Extracted data entries:
☆ ☆ ☆ ☆ ☆

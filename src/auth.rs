//! The simulated identity flow: sign-up, sign-in and sign-out over the blob
//! store.
//!
//! The active session is the `currentUser` blob; registered users live in
//! their own blob and survive sign-out. Credentials are compared by the
//! deterministic SHA-256 hash in
//! [PasswordHash](crate::models::PasswordHash) — this stands in for an
//! external identity provider and is not a salted password scheme.

use crate::{
    Error,
    models::{DEFAULT_BUSINESS_TYPE, PasswordHash, User, UserId},
    store::{BlobStore, CURRENT_USER_KEY, REGISTERED_USERS_KEY},
};

// The record the simulated external provider hands back.
const PROVIDER_USER_ID: &str = "google_user_123";
const PROVIDER_USER_NAME: &str = "Google User";
const PROVIDER_USER_EMAIL: &str = "google@example.com";
const PROVIDER_PHOTO_URL: &str = "https://example.com/photo.jpg";

/// Authenticates users and tracks the active session.
#[derive(Debug)]
pub struct AuthService<S: BlobStore> {
    store: S,
    current: Option<User>,
}

impl<S: BlobStore> AuthService<S> {
    /// Create the service, restoring any persisted session and migrating
    /// legacy user records that predate password hashing.
    pub fn new(store: S) -> Result<Self, Error> {
        let current = store.read_json(CURRENT_USER_KEY)?;
        let mut service = Self { store, current };
        service.migrate_legacy_users()?;

        Ok(service)
    }

    /// The signed-in user, if any.
    pub fn current_user(&self) -> Option<&User> {
        self.current.as_ref()
    }

    /// Whether a session is active.
    pub fn is_authenticated(&self) -> bool {
        self.current.is_some()
    }

    /// Register a new user and sign them in.
    ///
    /// # Errors
    /// Returns [Error::EmptyField] when the name, email or password is
    /// empty, and [Error::DuplicateEmail] when a registered user already has
    /// the email (compared case-insensitively).
    pub fn sign_up(
        &mut self,
        name: &str,
        email: &str,
        password: &str,
        business_type: Option<&str>,
    ) -> Result<User, Error> {
        if name.trim().is_empty() {
            return Err(Error::EmptyField("name"));
        }
        if email.trim().is_empty() {
            return Err(Error::EmptyField("email"));
        }
        if password.is_empty() {
            return Err(Error::EmptyField("password"));
        }

        let mut users = self.registered_users()?;
        if users.iter().any(|user| user.email_matches(email)) {
            return Err(Error::DuplicateEmail);
        }

        let user = User::new(
            name,
            email,
            business_type.unwrap_or(DEFAULT_BUSINESS_TYPE),
            Some(PasswordHash::new(password)),
        );
        users.push(user.clone());
        self.store.write_json(REGISTERED_USERS_KEY, &users)?;
        self.set_current(user.clone())?;
        tracing::info!(user_id = %user.id(), "registered new user");

        Ok(user)
    }

    /// Sign in with an email and password.
    ///
    /// # Errors
    /// Returns [Error::UnknownEmail] when no registered user has the email
    /// and [Error::WrongPassword] when the hash comparison fails. Neither
    /// error mutates the session.
    pub fn sign_in(&mut self, email: &str, password: &str) -> Result<User, Error> {
        let users = self.registered_users()?;
        let user = users
            .iter()
            .find(|user| user.email_matches(email))
            .ok_or(Error::UnknownEmail)?;

        let matches = user
            .password_hash()
            .is_some_and(|hash| hash.verify(password));
        if !matches {
            tracing::debug!(email, "sign-in rejected: wrong password");
            return Err(Error::WrongPassword);
        }

        let user = user.clone();
        self.set_current(user.clone())?;
        tracing::info!(user_id = %user.id(), "user signed in");

        Ok(user)
    }

    /// Sign in through the simulated external identity provider.
    ///
    /// The provider always hands back the same fixed user record. It is
    /// registered on first use; later calls reuse the already registered
    /// entry. No password is involved.
    pub fn sign_in_with_provider(&mut self) -> Result<User, Error> {
        let mut users = self.registered_users()?;
        let user = match users
            .iter()
            .find(|user| user.email_matches(PROVIDER_USER_EMAIL))
        {
            Some(user) => user.clone(),
            None => {
                let user = User::provider(
                    UserId::new(PROVIDER_USER_ID),
                    PROVIDER_USER_NAME,
                    PROVIDER_USER_EMAIL,
                    PROVIDER_PHOTO_URL,
                );
                users.push(user.clone());
                self.store.write_json(REGISTERED_USERS_KEY, &users)?;
                user
            }
        };

        self.set_current(user.clone())?;
        tracing::info!(user_id = %user.id(), "user signed in via provider");

        Ok(user)
    }

    /// End the session. The user's entry in the registered list persists.
    pub fn sign_out(&mut self) -> Result<(), Error> {
        if let Some(user) = self.current.take() {
            tracing::info!(user_id = %user.id(), "user signed out");
        }
        self.store.delete(CURRENT_USER_KEY)
    }

    /// Look up a registered user by email, compared case-insensitively.
    pub fn find_by_email(&self, email: &str) -> Result<Option<User>, Error> {
        let users = self.registered_users()?;

        Ok(users.into_iter().find(|user| user.email_matches(email)))
    }

    /// Assign the hash of `"password"` to registered users persisted before
    /// password hashing existed.
    fn migrate_legacy_users(&mut self) -> Result<(), Error> {
        let mut users = self.registered_users()?;
        let mut migrated = 0usize;

        for user in &mut users {
            if user.password_hash.is_none() {
                user.password_hash = Some(PasswordHash::new("password"));
                migrated += 1;
            }
        }

        if migrated > 0 {
            self.store.write_json(REGISTERED_USERS_KEY, &users)?;
            tracing::info!(migrated, "assigned default password hash to legacy users");
        }

        Ok(())
    }

    fn registered_users(&self) -> Result<Vec<User>, Error> {
        Ok(self
            .store
            .read_json(REGISTERED_USERS_KEY)?
            .unwrap_or_default())
    }

    fn set_current(&mut self, user: User) -> Result<(), Error> {
        self.store.write_json(CURRENT_USER_KEY, &user)?;
        self.current = Some(user);

        Ok(())
    }
}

☆ ☆ ☆ ☆ ☆

ACTIVITY: Repeat the entries verbatim through the line with "stands in for an".

EXERCISE OUTPUT:
filename src/auth.rs
//! The simulated identity flow: sign-up, sign-in and sign-out over the blob
//! store.
//!
//! The active session is the `currentUser` blob; registered users live in
//! their own blob and survive sign-out. Credentials are compared by the
//! deterministic SHA-256 hash in
//! [PasswordHash](crate::models::PasswordHash) — this stands in for an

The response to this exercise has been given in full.